In the same vein: buy off season. Buy your Christmas ornaments after Boxing Day and your swimming accessories at the end of summer.  

If you only use the Search facility on Trade Me, you could be missing out on bargains listed by sellers who (either through some of the poor practices already outlined here or through other misadventures of their own) have done a lousy job of listing their offerings online. It’s worth taking a bit of time to browse through categories of interest – like a jumble sale or a lucky dip, you never know what surprises are in store.

Every once in a while you’ll see a product that you want that’s overpriced – either the starting price is too high or, even if there’s been some spirited bidding, the reserve still hasn’t been reached. Don’t do anything rash – just add the product to your watchlist and wait until the auction closes. Unless the bidding gets out of hand, the auction is likely to finish unsuccessfully. Once that happens, you can use the Trade Me system to get in touch, asking them either to relist the item or make a fixed price offer – hopefully this time their expectations will be more realistic.

NB Some sellers simply refuse to make their products available via fixed offer — something about “gannets” and “scavenging”. Their loss.

Some sellers, presumably as a result of previous problems, seem determined to drive away potential buyers by tough talking in their listings: “payment within three days or the item will be relisted and negative feedback will be posted.” It’s OK to have a bad hair day every once in a while but if you’re the public face for your organisation (as Trade Me listings are) then it’s not a good career move to operate on a customer-is-always-wrong model.

If you’re willing to take the risk of offending these somewhat prickly traders, go ahead and bid. Other more delicate souls may be put off, lessening the competitive pressure. Just make certain that your actions after the auction are squeaky clean.
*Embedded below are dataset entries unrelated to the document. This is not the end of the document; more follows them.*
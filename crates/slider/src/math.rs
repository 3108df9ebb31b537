/// Maps `value` into the periodic interval that starts at `lo` and spans
/// `hi - lo`. `lo` is reachable, `hi` never is. The interval may run in
/// either direction; a zero-width interval collapses to `lo`.
pub fn wrap(lo: f64, hi: f64, value: f64) -> f64 {
    let range = hi - lo;
    if range == 0.0 || !range.is_finite() {
        return lo;
    }
    let wrapped = lo + (range + (value - lo) % range) % range;
    // -0.0 would otherwise leak out of exact multiples and fail bit equality.
    if wrapped == 0.0 {
        0.0
    } else {
        wrapped
    }
}

/// Clamps without panicking on inverted bounds; `lo` wins when they cross.
/// NaN maps to `lo`.
pub fn clamp(lo: f64, hi: f64, value: f64) -> f64 {
    if value.is_nan() || value < lo {
        lo
    } else if value > hi {
        hi
    } else {
        value
    }
}

/// Rounds to two decimals, halves toward positive infinity.
pub fn round_hundredths(value: f64) -> f64 {
    (value * 100.0 + 0.5).floor() / 100.0
}

pub fn lerp(from: f64, to: f64, t: f64) -> f64 {
    from + (to - from) * t
}

#[cfg(test)]
mod tests {
    use super::*;

    #[test]
    fn wrap_stays_in_forward_interval() {
        assert_eq!(wrap(0.0, 1.0, 0.25), 0.25);
        assert_eq!(wrap(0.0, 1.0, 1.25), 0.25);
        assert_eq!(wrap(0.0, 1.0, -0.25), 0.75);
        assert_eq!(wrap(0.0, 1.0, 1.0), 0.0);
    }

    #[test]
    fn wrap_handles_descending_interval() {
        // Interval from 775 down toward -2525 (width 3300).
        assert_eq!(wrap(775.0, -2525.0, 0.0), 0.0);
        assert_eq!(wrap(775.0, -2525.0, -600.0), -600.0);
        assert_eq!(wrap(775.0, -2525.0, -2525.0), 775.0);
        assert_eq!(wrap(-175.0, -3475.0, 0.0), -3300.0);
        assert_eq!(wrap(-175.0, -3475.0, -175.0), -175.0);
    }

    #[test]
    fn wrap_never_reaches_far_end() {
        for step in -500..500 {
            let value = step as f64 * 13.7;
            let wrapped = wrap(775.0, -2525.0, value);
            assert!(wrapped <= 775.0 && wrapped > -2525.0, "{value} -> {wrapped}");
        }
    }

    #[test]
    fn wrap_zero_range_returns_lo() {
        assert_eq!(wrap(3.0, 3.0, 42.0), 3.0);
    }

    #[test]
    fn clamp_tolerates_crossed_bounds() {
        assert_eq!(clamp(-10.0, 0.0, 5.0), 0.0);
        assert_eq!(clamp(-10.0, 0.0, -50.0), -10.0);
        assert_eq!(clamp(-10.0, 0.0, -3.0), -3.0);
    }

    #[test]
    fn clamp_maps_nan_to_lower_bound() {
        assert_eq!(clamp(0.0, 1.0, f64::NAN), 0.0);
        assert_eq!(clamp(-10.0, 0.0, f64::NAN), -10.0);
    }

    #[test]
    fn rounding_matches_half_up() {
        assert_eq!(round_hundredths(1.234), 1.23);
        assert_eq!(round_hundredths(1.235_000_1), 1.24);
        assert_eq!(round_hundredths(-2.125), -2.12);
        assert_eq!(round_hundredths(-0.004), 0.0);
    }
}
To List Is Human, To Sell Divine

Just before we leave the topic of recessionary trading, some advice for sellers (who’re also trying to survive and thrive in the economic downturn):

The Seven Things Every Trade Me Seller Should Know About Consumers In 2009

1. Conspicuous Consumption is out of fashion (for now). We don’t want to be seen to be over-indulging while others are suffering. Bling is out, dowdy is in. Subtlety and decorum, please. We will allow ourselves small indulgences — but with discretion. So — even if you have ostentatious items to sell, a little bit of taste, please.

2. Climate Change has been postponed until we can afford it again. Yes, products still need green credentials but they’re just not the most important attribute right now. So mention any sustainable attributes your products might boast, but price your stuff competitively.
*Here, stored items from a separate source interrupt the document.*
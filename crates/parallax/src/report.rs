use std::fs::File;
use std::io::{self, BufWriter, Write};
use std::path::Path;

use anyhow::{Context, Result};
use renderer::{Positionable, Scene};
use serde::Serialize;
use slider::Slider;

/// JSON-lines record of one rendered frame.
#[derive(Debug, Clone, PartialEq, Serialize)]
pub struct FrameSnapshot {
    pub frame: u64,
    pub target: f64,
    pub current: f64,
    pub velocity: f64,
    pub progress: f64,
    pub dragging: bool,
    pub indicators: IndicatorSnapshot,
    pub items: Vec<ItemSnapshot>,
}

#[derive(Debug, Clone, PartialEq, Serialize)]
pub struct IndicatorSnapshot {
    pub line_scale: f64,
    pub secondary_line_scale: f64,
    pub titles_y_percent: f64,
}

#[derive(Debug, Clone, PartialEq, Serialize)]
pub struct ItemSnapshot {
    pub title: String,
    pub x: f64,
    pub y: f64,
    pub translate: f64,
    pub visible: bool,
    pub out: bool,
    pub progress: f64,
    pub scale: f32,
    pub placeholder: bool,
}

impl FrameSnapshot {
    pub fn capture(frame: u64, slider: &Slider, scene: &Scene) -> Self {
        let motion = slider.motion();
        let indicators = slider.indicators();
        let items = slider
            .items()
            .iter()
            .filter_map(|item| {
                let plane = scene.plane(item.plane())?;
                let (x, y) = plane.position();
                let evaluation = item.evaluation();
                Some(ItemSnapshot {
                    title: item.title().to_string(),
                    x,
                    y,
                    translate: evaluation.translate,
                    visible: evaluation.visible,
                    out: item.is_out(),
                    progress: evaluation.progress,
                    scale: plane.uniforms().u_scale,
                    placeholder: plane.texture().is_placeholder(),
                })
            })
            .collect();

        Self {
            frame,
            target: motion.target(),
            current: motion.current(),
            velocity: motion.velocity(),
            progress: motion.progress(),
            dragging: motion.is_dragging(),
            indicators: IndicatorSnapshot {
                line_scale: indicators.line_scale,
                secondary_line_scale: indicators.secondary_line_scale,
                titles_y_percent: indicators.titles_y_percent,
            },
            items,
        }
    }
}

pub struct SnapshotWriter {
    out: Box<dyn Write>,
}

impl SnapshotWriter {
    /// `-` writes to stdout; anything else creates (or truncates) a file.
    pub fn open(path: &Path) -> Result<Self> {
        let out: Box<dyn Write> = if path == Path::new("-") {
            Box::new(io::stdout().lock())
        } else {
            let file = File::create(path)
                .with_context(|| format!("failed to create snapshot file {}", path.display()))?;
            Box::new(BufWriter::new(file))
        };
        Ok(Self { out })
    }

    pub fn write(&mut self, snapshot: &FrameSnapshot) -> Result<()> {
        serde_json::to_writer(&mut self.out, snapshot).context("failed to encode snapshot")?;
        self.out
            .write_all(b"\n")
            .context("failed to write snapshot")?;
        Ok(())
    }

    pub fn finish(mut self) -> Result<()> {
        self.out.flush().context("failed to flush snapshots")
    }
}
3. Security Really, Really Matters. So many finance companies and other institutions, supposedly safe, have fallen into the abyss. We won’t be nearly so trusting anymore. It also means we’ll look more closely at your feedback and your past history, so behave already.

4. Country of Origin is now a significant issue. The melamine-tainted milk powder scandal really brought it home to us — we’ve now started checking labels to see exactly where products are made. Good news for Kiwi Made, not so good for importers. Be open about the source of your products.
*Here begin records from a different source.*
use crate::geometry::{Point, Rect};
use crate::motion::{DragState, MotionState};
use crate::viewport::InputModality;

/// Wheel delta to scroll distance.
pub const WHEEL_FACTOR: f64 = 0.5;

#[derive(Clone, Copy, Debug, PartialEq, Eq)]
pub enum PointerDevice {
    Mouse,
    Touch,
}

/// Position payload of a pointer or touch event.
#[derive(Clone, Debug, PartialEq)]
pub struct PointerSample {
    pub device: PointerDevice,
    pub client: Point,
    /// Touches that changed in this event; the first one wins over `client`.
    pub changed_touches: Vec<Point>,
}

impl PointerSample {
    pub fn mouse(x: f64, y: f64) -> Self {
        Self {
            device: PointerDevice::Mouse,
            client: Point::new(x, y),
            changed_touches: Vec::new(),
        }
    }

    pub fn touch(x: f64, y: f64) -> Self {
        Self {
            device: PointerDevice::Touch,
            client: Point::default(),
            changed_touches: vec![Point::new(x, y)],
        }
    }

    pub fn position(&self) -> Point {
        self.changed_touches.first().copied().unwrap_or(self.client)
    }
}

#[derive(Clone, Debug, PartialEq)]
pub enum InputEvent {
    Down(PointerSample),
    Move {
        sample: PointerSample,
        cancelable: bool,
    },
    Up(PointerSample),
    Wheel {
        delta_y: f64,
    },
}

/// What the host should do with the native event after dispatch.
#[derive(Clone, Copy, Debug, PartialEq, Eq)]
pub enum Disposition {
    /// Not for the slider.
    Ignored,
    /// Consumed; default browser handling may still run.
    Handled,
    /// Horizontal drag claimed; the host must stop default handling and
    /// propagation so the page does not scroll.
    Claimed,
}

/// Turns pointer, touch, and wheel events into scroll target updates.
#[derive(Clone, Debug, PartialEq)]
pub struct InputAdapter {
    modality: InputModality,
    drag_area: Option<Rect>,
}

impl InputAdapter {
    pub fn new(modality: InputModality) -> Self {
        Self {
            modality,
            drag_area: None,
        }
    }

    /// Restricts drag starts to `area`; `None` accepts the whole viewport.
    pub fn set_drag_area(&mut self, area: Option<Rect>) {
        self.drag_area = area;
    }

    pub fn drag_area(&self) -> Option<Rect> {
        self.drag_area
    }

    pub fn set_modality(&mut self, modality: InputModality) {
        self.modality = modality;
    }

    pub fn modality(&self) -> InputModality {
        self.modality
    }

    fn listens_to(&self, device: PointerDevice) -> bool {
        matches!(
            (self.modality, device),
            (InputModality::Pointer, PointerDevice::Mouse)
                | (InputModality::Touch, PointerDevice::Touch)
        )
    }

    pub fn handle(&self, event: &InputEvent, motion: &mut MotionState, speed: f64) -> Disposition {
        match event {
            InputEvent::Down(sample) => self.on_down(sample, motion),
            InputEvent::Move { sample, cancelable } => {
                self.on_move(sample, *cancelable, motion, speed)
            }
            InputEvent::Up(sample) => self.on_up(sample, motion),
            InputEvent::Wheel { delta_y } => {
                motion.nudge_target(delta_y * WHEEL_FACTOR);
                Disposition::Handled
            }
        }
    }

    fn on_down(&self, sample: &PointerSample, motion: &mut MotionState) -> Disposition {
        if !self.listens_to(sample.device) {
            return Disposition::Ignored;
        }
        let position = sample.position();
        if let Some(area) = self.drag_area {
            if !area.contains(position) {
                return Disposition::Ignored;
            }
        }
        motion.begin_drag(position);
        Disposition::Handled
    }

    fn on_move(
        &self,
        sample: &PointerSample,
        cancelable: bool,
        motion: &mut MotionState,
        speed: f64,
    ) -> Disposition {
        if !self.listens_to(sample.device) {
            return Disposition::Ignored;
        }
        let DragState::Dragging { anchor } = motion.drag() else {
            return Disposition::Ignored;
        };

        let position = sample.position();
        let move_x = position.x - anchor.x;
        let move_y = position.y - anchor.y;
        if move_x.abs() <= move_y.abs() {
            return Disposition::Ignored;
        }

        motion.set_target(motion.drag_offset() + move_x * speed);
        if cancelable {
            Disposition::Claimed
        } else {
            Disposition::Handled
        }
    }

    fn on_up(&self, sample: &PointerSample, motion: &mut MotionState) -> Disposition {
        if !self.listens_to(sample.device) {
            return Disposition::Ignored;
        }
        let was_dragging = motion.is_dragging();
        motion.end_drag();
        if was_dragging {
            Disposition::Handled
        } else {
            Disposition::Ignored
        }
    }
}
5. Staying In is the new Going Out. We’re eating out less, spending more on our little home nests. It’ll take a compelling offer to lure us out in 2009. Focus on selling items that improve quality of life in our homes.

6. We’re Slower To Spend.  In tough times, we procrastinate more about when, where and how we spend. We spend more time searching for information before we commit to purchase (and look further around for the best deals). And we negotiate harder when we do decide to buy. So make those listing details as comprehensive as possible and add lots of pictures.

In the US BigResearch study mentioned earlier, consumers told researchers that their new order of priorities – what they look for first when they shop — is:

  • 71% Price
  • 54% Selection
  • 39% Quality
  • 34% Location
  • 13% Service

You know what you have to do.

7. We have new Spending Priorities. A September 2008 European Study on Discretionary Spending by Execution Primary Research (“what would you cut back if you had to make savings?”) saw Broadband Internet, Fixed-Line Phone Calls, Toiletries and Cosmetics and Mobile Phones as the least likely to be cut back in tough times. Most vulnerable (in order): New furniture or floor coverings, Gambling, Going Out, Electronics, Music, DVDs, Books & Games and Home Improvements.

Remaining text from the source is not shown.